> _Action item_
Copy each line from the data that has the word "list" in it.

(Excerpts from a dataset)
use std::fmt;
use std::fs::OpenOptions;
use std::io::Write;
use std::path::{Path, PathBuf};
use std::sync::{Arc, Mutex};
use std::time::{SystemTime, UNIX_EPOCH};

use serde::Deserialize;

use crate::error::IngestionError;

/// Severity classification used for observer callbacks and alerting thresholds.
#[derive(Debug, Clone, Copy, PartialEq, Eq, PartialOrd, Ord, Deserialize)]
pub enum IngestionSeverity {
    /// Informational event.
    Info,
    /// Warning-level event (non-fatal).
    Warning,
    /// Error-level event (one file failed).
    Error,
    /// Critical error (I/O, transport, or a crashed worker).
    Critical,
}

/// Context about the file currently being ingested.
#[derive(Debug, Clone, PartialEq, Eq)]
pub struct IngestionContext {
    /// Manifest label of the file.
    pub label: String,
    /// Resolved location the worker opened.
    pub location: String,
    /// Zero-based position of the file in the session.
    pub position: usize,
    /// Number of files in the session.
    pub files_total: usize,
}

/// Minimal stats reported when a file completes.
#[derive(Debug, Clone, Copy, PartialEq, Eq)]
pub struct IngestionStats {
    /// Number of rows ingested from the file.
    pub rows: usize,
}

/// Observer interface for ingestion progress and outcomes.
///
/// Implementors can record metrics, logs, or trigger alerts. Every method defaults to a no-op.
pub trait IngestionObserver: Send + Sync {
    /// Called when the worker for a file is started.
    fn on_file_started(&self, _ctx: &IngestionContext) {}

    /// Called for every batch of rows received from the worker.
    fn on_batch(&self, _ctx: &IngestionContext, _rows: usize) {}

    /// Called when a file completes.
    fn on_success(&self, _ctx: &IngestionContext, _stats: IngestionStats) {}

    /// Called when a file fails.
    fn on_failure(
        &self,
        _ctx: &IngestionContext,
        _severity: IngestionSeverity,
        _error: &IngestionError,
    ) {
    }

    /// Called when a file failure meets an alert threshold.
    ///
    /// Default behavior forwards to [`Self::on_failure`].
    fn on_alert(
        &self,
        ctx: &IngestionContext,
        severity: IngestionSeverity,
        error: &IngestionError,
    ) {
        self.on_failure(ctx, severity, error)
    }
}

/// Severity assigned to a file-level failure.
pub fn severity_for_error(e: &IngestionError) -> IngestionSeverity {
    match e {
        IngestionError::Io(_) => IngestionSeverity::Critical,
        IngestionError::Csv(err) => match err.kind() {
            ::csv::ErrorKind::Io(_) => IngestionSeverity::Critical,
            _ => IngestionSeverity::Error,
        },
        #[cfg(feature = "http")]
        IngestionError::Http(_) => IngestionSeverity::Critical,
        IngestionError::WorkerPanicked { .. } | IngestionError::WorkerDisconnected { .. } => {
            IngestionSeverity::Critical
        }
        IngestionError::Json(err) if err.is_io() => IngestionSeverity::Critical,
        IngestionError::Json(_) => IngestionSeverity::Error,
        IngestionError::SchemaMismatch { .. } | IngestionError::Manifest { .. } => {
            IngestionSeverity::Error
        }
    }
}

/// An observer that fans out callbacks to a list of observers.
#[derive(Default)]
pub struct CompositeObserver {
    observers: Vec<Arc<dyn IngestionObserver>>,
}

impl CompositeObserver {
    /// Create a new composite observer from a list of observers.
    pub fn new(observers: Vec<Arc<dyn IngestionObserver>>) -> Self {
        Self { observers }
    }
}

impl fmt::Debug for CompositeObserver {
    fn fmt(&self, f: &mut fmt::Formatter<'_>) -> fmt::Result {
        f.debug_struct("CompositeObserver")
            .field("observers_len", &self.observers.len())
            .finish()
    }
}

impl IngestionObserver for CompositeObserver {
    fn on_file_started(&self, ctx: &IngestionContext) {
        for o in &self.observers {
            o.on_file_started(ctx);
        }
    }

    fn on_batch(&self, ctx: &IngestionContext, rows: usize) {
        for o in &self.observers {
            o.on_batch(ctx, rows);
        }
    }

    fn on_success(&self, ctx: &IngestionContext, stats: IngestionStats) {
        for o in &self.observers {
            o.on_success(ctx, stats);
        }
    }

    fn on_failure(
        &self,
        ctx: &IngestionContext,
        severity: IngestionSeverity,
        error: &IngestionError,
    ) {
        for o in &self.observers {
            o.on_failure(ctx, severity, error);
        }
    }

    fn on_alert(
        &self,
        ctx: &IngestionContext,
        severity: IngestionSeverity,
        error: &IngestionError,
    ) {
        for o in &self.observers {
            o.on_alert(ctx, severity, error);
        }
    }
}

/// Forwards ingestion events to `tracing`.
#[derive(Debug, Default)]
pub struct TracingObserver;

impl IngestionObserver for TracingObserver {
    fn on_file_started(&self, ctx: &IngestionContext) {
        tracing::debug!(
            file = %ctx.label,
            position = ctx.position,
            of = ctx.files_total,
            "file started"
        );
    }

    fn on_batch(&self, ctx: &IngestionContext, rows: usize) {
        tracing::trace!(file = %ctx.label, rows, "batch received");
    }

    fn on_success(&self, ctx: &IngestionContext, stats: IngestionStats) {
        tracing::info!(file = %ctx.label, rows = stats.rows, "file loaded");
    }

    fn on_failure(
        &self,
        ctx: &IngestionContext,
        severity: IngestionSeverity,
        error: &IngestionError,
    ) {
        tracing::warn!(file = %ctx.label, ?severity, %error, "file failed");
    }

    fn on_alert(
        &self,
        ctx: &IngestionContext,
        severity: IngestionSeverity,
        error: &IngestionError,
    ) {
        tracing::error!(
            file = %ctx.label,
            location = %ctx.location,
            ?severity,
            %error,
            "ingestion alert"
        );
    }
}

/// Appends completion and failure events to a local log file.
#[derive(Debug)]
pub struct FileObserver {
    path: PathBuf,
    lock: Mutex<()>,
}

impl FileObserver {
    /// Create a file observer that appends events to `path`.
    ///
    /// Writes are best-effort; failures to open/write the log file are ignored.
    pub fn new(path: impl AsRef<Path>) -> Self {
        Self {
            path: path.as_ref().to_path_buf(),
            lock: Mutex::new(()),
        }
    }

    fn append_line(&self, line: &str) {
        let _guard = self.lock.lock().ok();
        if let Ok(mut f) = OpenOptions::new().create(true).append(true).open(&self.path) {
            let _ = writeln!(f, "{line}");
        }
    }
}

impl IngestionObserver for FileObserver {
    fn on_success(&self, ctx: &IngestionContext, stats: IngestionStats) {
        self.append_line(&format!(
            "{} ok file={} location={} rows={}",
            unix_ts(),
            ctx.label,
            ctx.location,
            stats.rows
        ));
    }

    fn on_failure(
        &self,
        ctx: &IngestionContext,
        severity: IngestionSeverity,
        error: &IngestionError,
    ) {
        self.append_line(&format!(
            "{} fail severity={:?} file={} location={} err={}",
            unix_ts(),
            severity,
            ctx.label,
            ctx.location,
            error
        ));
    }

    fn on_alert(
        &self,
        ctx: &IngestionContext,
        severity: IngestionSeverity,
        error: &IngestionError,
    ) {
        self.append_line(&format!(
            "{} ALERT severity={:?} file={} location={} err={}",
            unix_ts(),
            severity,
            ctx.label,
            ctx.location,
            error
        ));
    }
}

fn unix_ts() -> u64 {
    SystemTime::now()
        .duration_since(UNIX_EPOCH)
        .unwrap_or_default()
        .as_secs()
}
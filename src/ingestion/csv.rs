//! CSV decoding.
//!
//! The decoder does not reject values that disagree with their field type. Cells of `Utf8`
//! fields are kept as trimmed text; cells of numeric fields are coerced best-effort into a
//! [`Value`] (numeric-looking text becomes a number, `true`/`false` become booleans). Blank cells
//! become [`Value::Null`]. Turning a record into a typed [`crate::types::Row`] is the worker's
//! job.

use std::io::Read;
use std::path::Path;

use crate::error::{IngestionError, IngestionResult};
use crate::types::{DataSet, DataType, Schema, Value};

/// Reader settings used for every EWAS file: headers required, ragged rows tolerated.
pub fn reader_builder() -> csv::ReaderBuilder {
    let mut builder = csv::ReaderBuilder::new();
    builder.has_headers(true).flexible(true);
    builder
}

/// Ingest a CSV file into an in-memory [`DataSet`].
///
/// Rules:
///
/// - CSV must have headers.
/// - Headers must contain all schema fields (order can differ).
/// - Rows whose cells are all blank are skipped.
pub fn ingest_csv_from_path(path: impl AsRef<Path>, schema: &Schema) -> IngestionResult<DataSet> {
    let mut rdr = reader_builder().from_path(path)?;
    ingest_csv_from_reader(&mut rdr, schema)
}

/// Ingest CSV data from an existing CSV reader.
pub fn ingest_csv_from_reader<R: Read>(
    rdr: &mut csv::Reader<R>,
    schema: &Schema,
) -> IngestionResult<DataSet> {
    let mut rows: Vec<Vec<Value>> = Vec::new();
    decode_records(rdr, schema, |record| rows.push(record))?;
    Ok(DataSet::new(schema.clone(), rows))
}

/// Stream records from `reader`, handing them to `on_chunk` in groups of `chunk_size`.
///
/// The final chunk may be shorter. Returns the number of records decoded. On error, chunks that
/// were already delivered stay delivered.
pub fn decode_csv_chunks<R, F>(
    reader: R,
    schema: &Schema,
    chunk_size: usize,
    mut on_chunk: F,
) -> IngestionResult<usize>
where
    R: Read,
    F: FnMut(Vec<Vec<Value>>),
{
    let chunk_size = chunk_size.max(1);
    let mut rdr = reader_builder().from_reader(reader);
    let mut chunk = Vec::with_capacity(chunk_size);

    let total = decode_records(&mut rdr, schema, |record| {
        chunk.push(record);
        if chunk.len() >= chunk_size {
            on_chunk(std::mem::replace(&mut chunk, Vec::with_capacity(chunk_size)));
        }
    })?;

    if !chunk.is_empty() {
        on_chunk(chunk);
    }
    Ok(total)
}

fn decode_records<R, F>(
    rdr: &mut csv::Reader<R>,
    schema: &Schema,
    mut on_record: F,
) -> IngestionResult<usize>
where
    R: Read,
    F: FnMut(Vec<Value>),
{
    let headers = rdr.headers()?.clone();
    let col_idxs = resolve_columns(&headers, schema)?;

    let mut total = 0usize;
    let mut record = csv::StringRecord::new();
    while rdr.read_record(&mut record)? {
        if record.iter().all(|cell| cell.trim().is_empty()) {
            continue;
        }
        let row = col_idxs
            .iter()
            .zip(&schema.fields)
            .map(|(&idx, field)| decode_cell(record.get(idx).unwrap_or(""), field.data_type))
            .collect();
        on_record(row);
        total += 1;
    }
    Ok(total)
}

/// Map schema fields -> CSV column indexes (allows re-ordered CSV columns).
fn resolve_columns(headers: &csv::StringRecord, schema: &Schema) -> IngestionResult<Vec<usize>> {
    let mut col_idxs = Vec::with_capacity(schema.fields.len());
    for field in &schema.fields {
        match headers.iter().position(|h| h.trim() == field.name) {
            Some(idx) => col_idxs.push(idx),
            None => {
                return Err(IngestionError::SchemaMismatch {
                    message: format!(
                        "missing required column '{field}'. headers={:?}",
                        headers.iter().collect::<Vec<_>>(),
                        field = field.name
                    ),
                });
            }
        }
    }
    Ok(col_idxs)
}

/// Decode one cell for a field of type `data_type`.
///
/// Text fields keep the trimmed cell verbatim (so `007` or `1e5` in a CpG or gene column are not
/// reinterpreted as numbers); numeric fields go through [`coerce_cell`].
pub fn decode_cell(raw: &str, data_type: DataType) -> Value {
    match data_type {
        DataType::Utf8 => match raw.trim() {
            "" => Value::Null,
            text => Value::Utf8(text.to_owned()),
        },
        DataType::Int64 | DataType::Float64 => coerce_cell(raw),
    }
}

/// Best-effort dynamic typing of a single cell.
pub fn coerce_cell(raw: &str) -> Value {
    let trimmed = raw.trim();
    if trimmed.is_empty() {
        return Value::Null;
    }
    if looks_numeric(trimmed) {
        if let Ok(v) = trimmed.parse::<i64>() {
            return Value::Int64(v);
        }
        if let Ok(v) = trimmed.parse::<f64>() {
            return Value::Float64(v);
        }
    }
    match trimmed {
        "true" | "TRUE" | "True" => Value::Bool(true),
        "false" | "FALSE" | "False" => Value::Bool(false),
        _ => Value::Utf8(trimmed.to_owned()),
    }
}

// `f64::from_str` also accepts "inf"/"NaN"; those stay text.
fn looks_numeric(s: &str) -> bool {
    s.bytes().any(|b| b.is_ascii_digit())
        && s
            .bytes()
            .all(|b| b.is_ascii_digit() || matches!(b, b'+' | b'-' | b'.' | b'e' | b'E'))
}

> _Result below_
/// An observer that fans out callbacks to a list of observers.
    /// Create a new composite observer from a list of observers.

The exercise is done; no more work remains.